::: TASK INPUT :::

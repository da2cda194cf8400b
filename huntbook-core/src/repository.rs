use async_trait::async_trait;
use chrono::NaiveDate;

use crate::models::{Booking, Guide, NewBooking};
use crate::StoreError;

/// Name of the storage-level constraint enforcing one booking per guide and date.
pub const UNIQUE_GUIDE_DATE_CONSTRAINT: &str = "unique_guide_date_booking";

/// Guide reads performed inside a booking transaction.
#[async_trait]
pub trait GuideStore: Send {
    /// Fetch the guide and take an exclusive row lock held until the transaction ends.
    /// Concurrent callers locking the same guide block here.
    async fn lock_and_get(&mut self, guide_id: i64) -> Result<Option<Guide>, StoreError>;

    /// Whether the guide already holds a booking on `date`, seen through this transaction.
    async fn has_booking_on(&mut self, guide_id: i64, date: NaiveDate) -> Result<bool, StoreError>;
}

/// Booking writes performed inside a booking transaction.
#[async_trait]
pub trait BookingStore: Send {
    /// Insert the booking. Must report `StoreError::UniqueViolation` when the
    /// `(guide_id, date)` constraint rejects the row.
    async fn insert(&mut self, booking: &NewBooking) -> Result<Booking, StoreError>;
}

/// One atomic unit of work. Dropping it without committing rolls it back.
#[async_trait]
pub trait BookingTransaction: GuideStore + BookingStore {
    async fn commit(&mut self) -> Result<(), StoreError>;
    async fn rollback(&mut self) -> Result<(), StoreError>;
}

/// Source of booking transactions.
#[async_trait]
pub trait BookingDatabase: Send + Sync {
    async fn begin(&self) -> Result<Box<dyn BookingTransaction>, StoreError>;
}

/// Read-only guide lookups outside any booking transaction.
#[async_trait]
pub trait GuideDirectory: Send + Sync {
    async fn find(&self, guide_id: i64) -> Result<Option<Guide>, StoreError>;

    /// Active guides, optionally with at least `min_experience` years,
    /// most experienced first.
    async fn list_active(&self, min_experience: Option<i32>) -> Result<Vec<Guide>, StoreError>;
}
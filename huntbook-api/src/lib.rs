use axum::{
    routing::get,
    Router,
    http::Method,
    Json,
};
use serde_json::{json, Value};
use tower_http::cors::CorsLayer;
use tower_http::trace::TraceLayer;

pub mod state;
pub mod error;
pub mod validation;
pub mod resources;
pub mod bookings;
pub mod guides;

pub use state::AppState;

pub fn app(state: AppState) -> Router {
    let cors = CorsLayer::new()
        .allow_origin(tower_http::cors::Any)
        .allow_methods([Method::GET, Method::POST, Method::OPTIONS])
        .allow_headers([
            axum::http::header::ACCEPT,
            axum::http::header::CONTENT_TYPE,
            axum::http::header::USER_AGENT,
        ]);

    Router::new()
        .route("/up", get(health))
        .merge(bookings::routes())
        .merge(guides::routes())
        .layer(cors)
        .layer(TraceLayer::new_for_http())
        .with_state(state)
}

async fn health() -> Json<Value> {
    Json(json!({ "status": "ok" }))
}
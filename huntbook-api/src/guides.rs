use axum::{
    extract::{Query, State},
    routing::get,
    Json, Router,
};
use serde::Deserialize;

use crate::error::AppError;
use crate::resources::{Envelope, GuideResource};
use crate::state::AppState;

#[derive(Debug, Deserialize)]
pub struct GuideFilter {
    pub min_experience: Option<String>,
}

impl GuideFilter {
    /// A present but non-numeric value counts as zero.
    pub fn min_experience(&self) -> Option<i32> {
        self.min_experience
            .as_deref()
            .map(|raw| raw.trim().parse().unwrap_or(0))
    }
}

pub fn routes() -> Router<AppState> {
    Router::new().route("/guides", get(list_guides))
}

/// GET /guides?min_experience=N
/// Active guides, most experienced first.
async fn list_guides(
    State(state): State<AppState>,
    Query(filter): Query<GuideFilter>,
) -> Result<Json<Envelope<Vec<GuideResource>>>, AppError> {
    let guides = state.guides.list_active(filter.min_experience()).await?;

    Ok(Json(Envelope::new(
        guides.into_iter().map(GuideResource::from).collect(),
    )))
}

#[cfg(test)]
mod tests {
    use super::*;

    #[test]
    fn test_min_experience_parsing() {
        let filter = |raw: Option<&str>| GuideFilter {
            min_experience: raw.map(str::to_string),
        };
        assert_eq!(filter(None).min_experience(), None);
        assert_eq!(filter(Some("5")).min_experience(), Some(5));
        assert_eq!(filter(Some("lots")).min_experience(), Some(0));
        assert_eq!(filter(Some("")).min_experience(), Some(0));
    }
}
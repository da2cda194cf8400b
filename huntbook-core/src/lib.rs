pub mod models;
pub mod repository;
pub mod coordinator;
pub mod memory;

pub use models::{Booking, ConfirmedBooking, Guide, NewBooking};
pub use repository::{
    BookingDatabase, BookingStore, BookingTransaction, GuideDirectory, GuideStore,
    UNIQUE_GUIDE_DATE_CONSTRAINT,
};
pub use coordinator::BookingCoordinator;
pub use memory::InMemoryBookingDatabase;

/// Failures reported by the persistence layer.
#[derive(Debug, Clone, PartialEq, Eq, thiserror::Error)]
pub enum StoreError {
    #[error("Unique constraint violated: {constraint}")]
    UniqueViolation { constraint: String },
    #[error("Database error: {0}")]
    Database(String),
}

impl StoreError {
    /// True when the storage layer rejected a second booking for the same guide and date.
    pub fn is_double_booking(&self) -> bool {
        matches!(self, StoreError::UniqueViolation { constraint } if constraint == UNIQUE_GUIDE_DATE_CONSTRAINT)
    }
}

/// Outcome categories of a booking attempt. Callers switch on the variant
/// to pick a status code and the offending field.
#[derive(Debug, Clone, Copy, PartialEq, Eq, thiserror::Error)]
pub enum BookingError {
    #[error("Guide not found.")]
    GuideNotFound,
    #[error("The selected guide is not currently active.")]
    GuideInactive,
    #[error("The selected guide is not available on this date.")]
    GuideUnavailable,
    #[error("Unable to create booking. Please try again later.")]
    Internal,
}

impl BookingError {
    /// Request field the client should correct, if the failure is a business-rule violation.
    pub fn field(&self) -> Option<&'static str> {
        match self {
            BookingError::GuideInactive => Some("guide_id"),
            BookingError::GuideUnavailable => Some("date"),
            BookingError::GuideNotFound | BookingError::Internal => None,
        }
    }
}

pub type BookingResult<T> = Result<T, BookingError>;
use serde::Deserialize;
use std::env;
use std::time::Duration;

#[derive(Debug, Deserialize, Clone)]
pub struct Config {
    pub server: ServerConfig,
    pub database: DatabaseConfig,
    pub booking: BookingConfig,
}

#[derive(Debug, Deserialize, Clone)]
pub struct ServerConfig {
    pub port: u16,
}

#[derive(Debug, Deserialize, Clone)]
pub struct DatabaseConfig {
    pub url: String,
    pub max_connections: u32,
    pub acquire_timeout_seconds: u64,
    pub run_migrations: bool,
    /// Insert the demo guides when the guides table is empty.
    pub seed_guides: bool,
}

#[derive(Debug, Deserialize, Clone)]
pub struct BookingConfig {
    pub transaction_timeout_ms: u64,
}

impl DatabaseConfig {
    pub fn acquire_timeout(&self) -> Duration {
        Duration::from_secs(self.acquire_timeout_seconds)
    }
}

impl BookingConfig {
    pub fn transaction_timeout(&self) -> Duration {
        Duration::from_millis(self.transaction_timeout_ms)
    }
}

impl Config {
    pub fn load() -> Result<Self, config::ConfigError> {
        let run_mode = env::var("RUN_MODE").unwrap_or_else(|_| "development".into());

        let s = Self::defaults()?
            .add_source(config::File::with_name("config/default").required(false))
            // Per-environment overrides, optional
            .add_source(config::File::with_name(&format!("config/{}", run_mode)).required(false))
            // Local overrides, not checked in
            .add_source(config::File::with_name("config/local").required(false))
            // Eg.. `HUNTBOOK__DATABASE__URL=postgres://...` sets `database.url`
            .add_source(config::Environment::with_prefix("HUNTBOOK").separator("__"))
            .build()?;

        s.try_deserialize()
    }

    fn defaults() -> Result<config::ConfigBuilder<config::builder::DefaultState>, config::ConfigError> {
        config::Config::builder()
            .set_default("server.port", 8080)?
            .set_default("database.max_connections", 5)?
            .set_default("database.acquire_timeout_seconds", 3)?
            .set_default("database.run_migrations", true)?
            .set_default("database.seed_guides", false)?
            .set_default("booking.transaction_timeout_ms", 5000)
    }
}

:::

Only lines that contain "status" are needed, so copy each of them from the data.

    Json(json!({ "status": "ok" }))
/// to pick a status code and the offending field.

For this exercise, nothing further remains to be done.